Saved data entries
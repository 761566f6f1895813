//! HTTP shell for the coverage backend.
//!
//! A thin axum layer over [`crate::services::compute_coverage`]: it reads the
//! multipart upload, runs the computation on the blocking pool and renders
//! the report or error as JSON.
//!
//! ```text
//! ┌──────────────────────────────────────────────┐
//! │  HTTP Layer (axum handlers)                   │
//! │  - multipart parsing, format selection        │
//! │  - CORS, compression, tracing, body limit     │
//! └───────────────────┬──────────────────────────┘
//!                     │
//! ┌───────────────────▼──────────────────────────┐
//! │  Service Layer (services/)                    │
//! │  - demand index, availability, coverage       │
//! └───────────────────┬──────────────────────────┘
//!                     │
//! ┌───────────────────▼──────────────────────────┐
//! │  Parsing Layer (parsing/)                     │
//! │  - delimited text / spreadsheet rows          │
//! └──────────────────────────────────────────────┘
//! ```

pub mod dto;
pub mod error;
pub mod handlers;
pub mod router;
pub mod state;

pub use router::create_router;
pub use state::AppState;
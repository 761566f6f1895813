//! Rider availability collection from the roster table.

use log::{debug, info};

use super::passes_city_filter;
use crate::models::{
    instant_from_cell, AvailabilityInterval, IngestStats, RawRow, RowOutcome, SkipReason,
};
use crate::parsing::{resolve_row, LogicalField, RIDER_ALIASES};

/// Evaluate one roster row against the target city.
///
/// `target_city` must already be trimmed. A missing rider id becomes the
/// empty string.
pub fn evaluate_rider_row(row: &RawRow, target_city: &str) -> RowOutcome<AvailabilityInterval> {
    let fields = resolve_row(row, &RIDER_ALIASES);

    if !passes_city_filter(&fields, target_city) {
        return Err(SkipReason::CityMismatch);
    }

    let (Some(start), Some(end)) = (
        fields.non_empty(LogicalField::IntervalStart),
        fields.non_empty(LogicalField::IntervalEnd),
    ) else {
        return Err(SkipReason::MissingBound);
    };

    let start = instant_from_cell(start).ok_or(SkipReason::InvalidBound)?;
    let end = instant_from_cell(end).ok_or(SkipReason::InvalidBound)?;

    let rider_id = fields
        .get(LogicalField::RiderId)
        .map(|cell| cell.as_text().into_owned())
        .unwrap_or_default();

    AvailabilityInterval::new(rider_id, start, end).ok_or(SkipReason::EmptyInterval)
}

/// Collect availability intervals for one city, in input order.
///
/// A rider may contribute several intervals; nothing is merged or deduplicated.
pub fn collect_availability(
    rows: &[RawRow],
    target_city: &str,
) -> (Vec<AvailabilityInterval>, IngestStats) {
    let target_city = target_city.trim();
    let mut intervals = Vec::new();
    let mut stats = IngestStats::default();

    for (idx, row) in rows.iter().enumerate() {
        let outcome = evaluate_rider_row(row, target_city);
        stats.record(&outcome);
        match outcome {
            Ok(interval) => intervals.push(interval),
            Err(reason) => debug!("Skipping rider row {}: {}", idx + 2, reason),
        }
    }

    info!(
        "Availability for '{}': {} intervals from {} rows ({} skipped)",
        target_city,
        intervals.len(),
        stats.rows_read,
        stats.skipped_total()
    );

    (intervals, stats)
}
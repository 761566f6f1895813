//! Error types for coverage computation.
//!
//! Only two failures ever leave the core: an input buffer that cannot be read
//! in its declared format, and a request range that cannot produce a timeline.
//! Row-level problems are never errors; see [`crate::models::SkipReason`].

use crate::parsing::SourceFormat;

/// Result type for coverage operations
pub type CoverageResult<T> = Result<T, CoverageError>;

/// Error type for coverage operations
#[derive(Debug, Clone, PartialEq, Eq, thiserror::Error)]
pub enum CoverageError {
    /// A whole input buffer could not be decoded in its declared format.
    #[error("Malformed input: could not read '{source_name}' as {format}: {message}")]
    MalformedInput {
        source_name: String,
        format: SourceFormat,
        message: String,
    },

    /// The requested range or step cannot produce a timeline.
    #[error("Invalid range: {message}")]
    InvalidRange { message: String },
}

impl CoverageError {
    /// Create a malformed input error for the named buffer.
    pub fn malformed(
        source_name: impl Into<String>,
        format: SourceFormat,
        message: impl Into<String>,
    ) -> Self {
        Self::MalformedInput {
            source_name: source_name.into(),
            format,
            message: message.into(),
        }
    }

    /// Create an invalid range error.
    pub fn invalid_range(message: impl Into<String>) -> Self {
        Self::InvalidRange {
            message: message.into(),
        }
    }

    /// Stable error code for programmatic handling.
    pub fn code(&self) -> &'static str {
        match self {
            Self::MalformedInput { .. } => "MALFORMED_INPUT",
            Self::InvalidRange { .. } => "INVALID_RANGE",
        }
    }
}
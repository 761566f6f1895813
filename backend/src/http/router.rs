//! Router configuration for the HTTP API.
//!
//! Sets up routes and middleware (body limit, compression, tracing, CORS).

use axum::{
    extract::DefaultBodyLimit,
    routing::{get, post},
    Router,
};
use tower_http::{
    compression::CompressionLayer,
    cors::{Any, CorsLayer},
    trace::TraceLayer,
};

use super::handlers;
use super::state::AppState;

/// Create the main application router with all routes and middleware.
pub fn create_router(state: AppState) -> Router {
    let cors = CorsLayer::new()
        .allow_origin(Any)
        .allow_methods(Any)
        .allow_headers(Any);

    let body_limit = state.config.server.max_upload_bytes;

    let api_v1 = Router::new().route("/coverage", post(handlers::compute_coverage_report));

    Router::new()
        .route("/health", get(handlers::health_check))
        .nest("/v1", api_v1)
        // Older frontends post here.
        .route("/api/optimize", post(handlers::compute_coverage_report))
        .layer(DefaultBodyLimit::max(body_limit))
        .layer(CompressionLayer::new())
        .layer(TraceLayer::new_for_http())
        .layer(cors)
        .with_state(state)
}

#[cfg(test)]
mod tests {
    use super::*;

    #[test]
    fn test_router_creation() {
        let _router = create_router(AppState::default());
    }
}
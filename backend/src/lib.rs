//! # Rider Coverage
//!
//! Compares forecast delivery demand against rider availability for one city
//! over a requested time range.
//!
//! Two uploaded tables drive a computation:
//!
//! - a demand forecast (city, slot timestamp, expected orders)
//! - a rider roster (rider, city, availability start and end)
//!
//! Either table may be delimited text or a spreadsheet. Header spellings
//! vary between sources and are resolved through alias tables.
//!
//! ## Architecture
//!
//! - [`parsing`]: buffer decoding and header alias resolution
//! - [`models`]: rows, intervals, requests, reports and ingest diagnostics
//! - [`services`]: demand index, availability, timeline and coverage
//! - [`api`]: response DTOs
//! - [`config`]: server configuration
//! - [`http`]: Axum-based HTTP shell (feature `http-server`)
//!
//! ## Example
//!
//! ```
//! use rider_coverage::models::{CoverageRequest, InputTable};
//! use rider_coverage::compute_coverage;
//!
//! let demand = "city,timestamp,demand\nMAD,2024-01-01 10:00,5\n";
//! let riders = "rider_id,city,start,end\nr1,MAD,2024-01-01 09:45,2024-01-01 10:20\n";
//!
//! let request = CoverageRequest::from_text_range(
//!     InputTable::delimited("demand.csv", demand),
//!     InputTable::delimited("riders.csv", riders),
//!     "2024-01-01 10:00",
//!     "2024-01-01 10:30",
//!     "MAD",
//!     30,
//! )
//! .unwrap();
//!
//! let report = compute_coverage(&request).unwrap();
//! assert_eq!(report.series[0].unmet, 4);
//! ```

pub mod api;
pub mod config;
pub mod error;
pub mod models;
pub mod parsing;
pub mod services;

#[cfg(feature = "http-server")]
pub mod http;

pub use error::{CoverageError, CoverageResult};
pub use services::compute_coverage;
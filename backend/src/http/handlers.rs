//! HTTP handlers for the REST API.
//!
//! Each handler delegates to the service layer; CPU-bound work runs on the
//! blocking pool.

use axum::{
    extract::{Multipart, State},
    Json,
};
use tracing::info;

use super::dto::{CoverageForm, CoverageReport, HealthResponse};
use super::error::AppError;
use super::state::AppState;
use crate::services::compute_coverage;

/// Result type for handlers.
pub type HandlerResult<T> = Result<Json<T>, AppError>;

/// GET /health
pub async fn health_check() -> HandlerResult<HealthResponse> {
    Ok(Json(HealthResponse::default()))
}

/// POST /v1/coverage (also mounted at /api/optimize)
///
/// Multipart upload of the demand and rider tables plus range parameters.
/// Returns the coverage report.
pub async fn compute_coverage_report(
    State(state): State<AppState>,
    multipart: Multipart,
) -> HandlerResult<CoverageReport> {
    let form = CoverageForm::read(multipart).await?;
    let request = form.into_request(state.coverage_settings())?;

    info!(
        "Coverage request: city='{}' demand={} ({}, {} bytes) riders={} ({}, {} bytes)",
        request.city,
        request.demand.name,
        request.demand.format,
        request.demand.bytes.len(),
        request.riders.name,
        request.riders.format,
        request.riders.bytes.len()
    );

    let report = tokio::task::spawn_blocking(move || compute_coverage(&request))
        .await
        .map_err(|e| AppError::Internal(format!("Task join error: {}", e)))??;

    Ok(Json(report))
}
//! Header alias tables and resolution.
//!
//! Source files name the same column in several ways (`city_code` vs
//! `city`, `Rider ID` vs `rider_id`). Each table declares, per logical field,
//! the accepted header spellings in priority order. Resolution lowercases and
//! trims the row's keys (never its values) and picks the first alias present.

use serde::{Deserialize, Serialize};
use std::collections::HashMap;
use std::fmt;

use crate::models::{CellValue, RawRow};

/// A semantic column, independent of its header spelling.
#[derive(Debug, Clone, Copy, PartialEq, Eq, Hash, Serialize, Deserialize)]
#[serde(rename_all = "snake_case")]
pub enum LogicalField {
    City,
    Timestamp,
    Demand,
    RiderId,
    IntervalStart,
    IntervalEnd,
}

impl LogicalField {
    pub fn as_str(&self) -> &'static str {
        match self {
            LogicalField::City => "city",
            LogicalField::Timestamp => "timestamp",
            LogicalField::Demand => "demand",
            LogicalField::RiderId => "rider_id",
            LogicalField::IntervalStart => "interval_start",
            LogicalField::IntervalEnd => "interval_end",
        }
    }
}

impl fmt::Display for LogicalField {
    fn fmt(&self, f: &mut fmt::Formatter<'_>) -> fmt::Result {
        f.write_str(self.as_str())
    }
}

/// Ordered header aliases for each logical field of one table.
///
/// Aliases are stored normalized (lowercase, trimmed).
#[derive(Debug, Clone, Copy)]
pub struct AliasTable {
    entries: &'static [(LogicalField, &'static [&'static str])],
}

/// Demand forecast columns.
pub const DEMAND_ALIASES: AliasTable = AliasTable {
    entries: &[
        (LogicalField::City, &["city_code", "city"]),
        (
            LogicalField::Timestamp,
            &["slot_started_local_at", "timestamp", "time", "datetime"],
        ),
        (
            LogicalField::Demand,
            &["final_order_forecast", "available_capacity", "demand"],
        ),
    ],
};

/// Rider availability columns.
pub const RIDER_ALIASES: AliasTable = AliasTable {
    entries: &[
        (LogicalField::City, &["ciudad", "city"]),
        (LogicalField::RiderId, &["rider id", "rider_id", "id"]),
        (
            LogicalField::IntervalStart,
            &["available from", "start", "start_time"],
        ),
        (LogicalField::IntervalEnd, &["available to", "end", "end_time"]),
    ],
};

impl AliasTable {
    /// Accepted aliases for `field`, most preferred first.
    pub fn aliases(&self, field: LogicalField) -> &'static [&'static str] {
        self.entries
            .iter()
            .find(|(f, _)| *f == field)
            .map(|(_, aliases)| *aliases)
            .unwrap_or(&[])
    }

    /// Logical fields declared by this table.
    pub fn fields(&self) -> impl Iterator<Item = LogicalField> + '_ {
        self.entries.iter().map(|(f, _)| *f)
    }
}

/// Normalized form of a header key.
pub fn normalize_key(key: &str) -> String {
    key.trim().to_ascii_lowercase()
}

/// Logical field values resolved from one row.
#[derive(Debug, Clone, Default, PartialEq)]
pub struct ResolvedFields<'a> {
    values: HashMap<LogicalField, &'a CellValue>,
}

impl<'a> ResolvedFields<'a> {
    /// Raw value for `field`, or `None` when no alias matched.
    pub fn get(&self, field: LogicalField) -> Option<&'a CellValue> {
        self.values.get(&field).copied()
    }

    /// Present and not empty text.
    pub fn non_empty(&self, field: LogicalField) -> Option<&'a CellValue> {
        self.get(field).filter(|v| !v.is_empty())
    }

    pub fn contains(&self, field: LogicalField) -> bool {
        self.values.contains_key(&field)
    }
}

/// Resolve every logical field of `table` against one row.
///
/// When two raw keys normalize to the same string the first one in row
/// order supplies the value.
pub fn resolve_row<'a>(row: &'a RawRow, table: &AliasTable) -> ResolvedFields<'a> {
    let mut normalized: HashMap<String, &'a CellValue> = HashMap::with_capacity(row.len());
    for (key, value) in row {
        normalized.entry(normalize_key(key)).or_insert(value);
    }

    let values = table
        .entries
        .iter()
        .filter_map(|(field, aliases)| {
            aliases
                .iter()
                .find_map(|alias| normalized.get(*alias))
                .map(|value| (*field, *value))
        })
        .collect();

    ResolvedFields { values }
}
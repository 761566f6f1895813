//! Domain types shared by the parsing and service layers.

pub mod cell;
pub mod diagnostics;
pub mod interval;
pub mod report;
pub mod request;
pub mod time;

pub use cell::*;
pub use diagnostics::*;
pub use interval::*;
pub use report::*;
pub use request::*;
pub use time::*;
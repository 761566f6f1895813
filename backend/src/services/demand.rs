//! Demand index construction from the forecast table.

use log::{debug, info};
use std::collections::HashMap;

use super::passes_city_filter;
use crate::models::{instant_from_cell, CellValue, IngestStats, Instant, RawRow, RowOutcome, SkipReason};
use crate::parsing::{resolve_row, LogicalField, DEMAND_ALIASES};

/// Forecast demand keyed by exact timestamp.
#[derive(Debug, Clone, Default, PartialEq, Eq)]
pub struct DemandIndex {
    entries: HashMap<Instant, u64>,
}

impl DemandIndex {
    pub fn new() -> Self {
        Self::default()
    }

    /// Store demand for `at`, returning the value it replaced.
    pub fn insert(&mut self, at: Instant, demand: u64) -> Option<u64> {
        self.entries.insert(at, demand)
    }

    /// Demand recorded at exactly `at`.
    pub fn get(&self, at: &Instant) -> Option<u64> {
        self.entries.get(at).copied()
    }

    /// Demand at exactly `at`, zero when nothing was recorded.
    pub fn demand_at(&self, at: &Instant) -> u64 {
        self.get(at).unwrap_or(0)
    }

    pub fn len(&self) -> usize {
        self.entries.len()
    }

    pub fn is_empty(&self) -> bool {
        self.entries.is_empty()
    }

    pub fn iter(&self) -> impl Iterator<Item = (&Instant, &u64)> {
        self.entries.iter()
    }
}

impl FromIterator<(Instant, u64)> for DemandIndex {
    fn from_iter<I: IntoIterator<Item = (Instant, u64)>>(iter: I) -> Self {
        let mut index = DemandIndex::new();
        for (at, demand) in iter {
            index.insert(at, demand);
        }
        index
    }
}

/// Parse a demand cell as a non-negative integer, truncating fractions.
pub fn parse_demand(cell: &CellValue) -> Option<u64> {
    let value = match cell {
        CellValue::Int(i) => return u64::try_from(*i).ok(),
        CellValue::Float(f) => *f,
        CellValue::Text(s) => {
            let text = s.trim();
            if let Ok(whole) = text.parse::<u64>() {
                return Some(whole);
            }
            text.parse::<f64>().ok()?
        }
        CellValue::Bool(_) | CellValue::DateTime(_) => return None,
    };

    if !value.is_finite() {
        return None;
    }
    let truncated = value.trunc();
    if truncated < 0.0 || truncated >= u64::MAX as f64 {
        return None;
    }
    Some(truncated as u64)
}

/// Evaluate one forecast row against the target city.
///
/// `target_city` must already be trimmed. A missing demand column counts as
/// zero demand; a present but unparseable one skips the row.
pub fn evaluate_demand_row(row: &RawRow, target_city: &str) -> RowOutcome<(Instant, u64)> {
    let fields = resolve_row(row, &DEMAND_ALIASES);

    if !passes_city_filter(&fields, target_city) {
        return Err(SkipReason::CityMismatch);
    }

    let timestamp = fields
        .non_empty(LogicalField::Timestamp)
        .ok_or(SkipReason::MissingTimestamp)?;
    let at = instant_from_cell(timestamp).ok_or(SkipReason::InvalidTimestamp)?;

    let demand = match fields.get(LogicalField::Demand) {
        Some(cell) => parse_demand(cell).ok_or(SkipReason::InvalidDemand)?,
        None => 0,
    };

    Ok((at, demand))
}

/// Build the demand index for one city.
///
/// Rows that fail evaluation are skipped and counted. A later row with the
/// same timestamp replaces the earlier value.
pub fn build_demand_index(rows: &[RawRow], target_city: &str) -> (DemandIndex, IngestStats) {
    let target_city = target_city.trim();
    let mut index = DemandIndex::new();
    let mut stats = IngestStats::default();

    for (idx, row) in rows.iter().enumerate() {
        let outcome = evaluate_demand_row(row, target_city);
        stats.record(&outcome);
        match outcome {
            Ok((at, demand)) => {
                if let Some(previous) = index.insert(at, demand) {
                    debug!(
                        "Demand row {} overwrites {} with {} at {}",
                        idx + 2,
                        previous,
                        demand,
                        at
                    );
                }
            }
            Err(reason) => debug!("Skipping demand row {}: {}", idx + 2, reason),
        }
    }

    info!(
        "Demand index for '{}': {} timestamps from {} rows ({} skipped)",
        target_city,
        index.len(),
        stats.rows_read,
        stats.skipped_total()
    );

    (index, stats)
}
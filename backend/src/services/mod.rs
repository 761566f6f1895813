//! Service layer: the coverage pipeline.
//!
//! Each stage is a plain function over the previous stage's output so it can
//! be tested on its own:
//!
//! - [`demand`]: forecast rows to a timestamp-keyed [`DemandIndex`]
//! - [`availability`]: roster rows to [`crate::models::AvailabilityInterval`]s
//! - [`timeline`]: requested range to fixed-step buckets
//! - [`coverage`]: buckets, demand and intervals to a [`crate::models::CoverageReport`]

pub mod availability;
pub mod coverage;
pub mod demand;
pub mod timeline;

pub use availability::{collect_availability, evaluate_rider_row};
pub use coverage::{calculate_coverage, compute_coverage};
pub use demand::{build_demand_index, evaluate_demand_row, parse_demand, DemandIndex};
pub use timeline::{validate_range, Timeline, DEFAULT_MAX_POINTS};

use crate::parsing::{LogicalField, ResolvedFields};

/// City filter shared by both tables.
///
/// A row without a city column passes. A row with one passes only when its
/// trimmed value equals `target_city` exactly.
pub(crate) fn passes_city_filter(fields: &ResolvedFields<'_>, target_city: &str) -> bool {
    match fields.get(LogicalField::City) {
        Some(city) => city.as_text().trim() == target_city,
        None => true,
    }
}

• Exercise prompt: Whenever a line above contains "CompressionLayer", copy that line.

• Result for this exercise:
    compression::CompressionLayer,
        .layer(CompressionLayer::new())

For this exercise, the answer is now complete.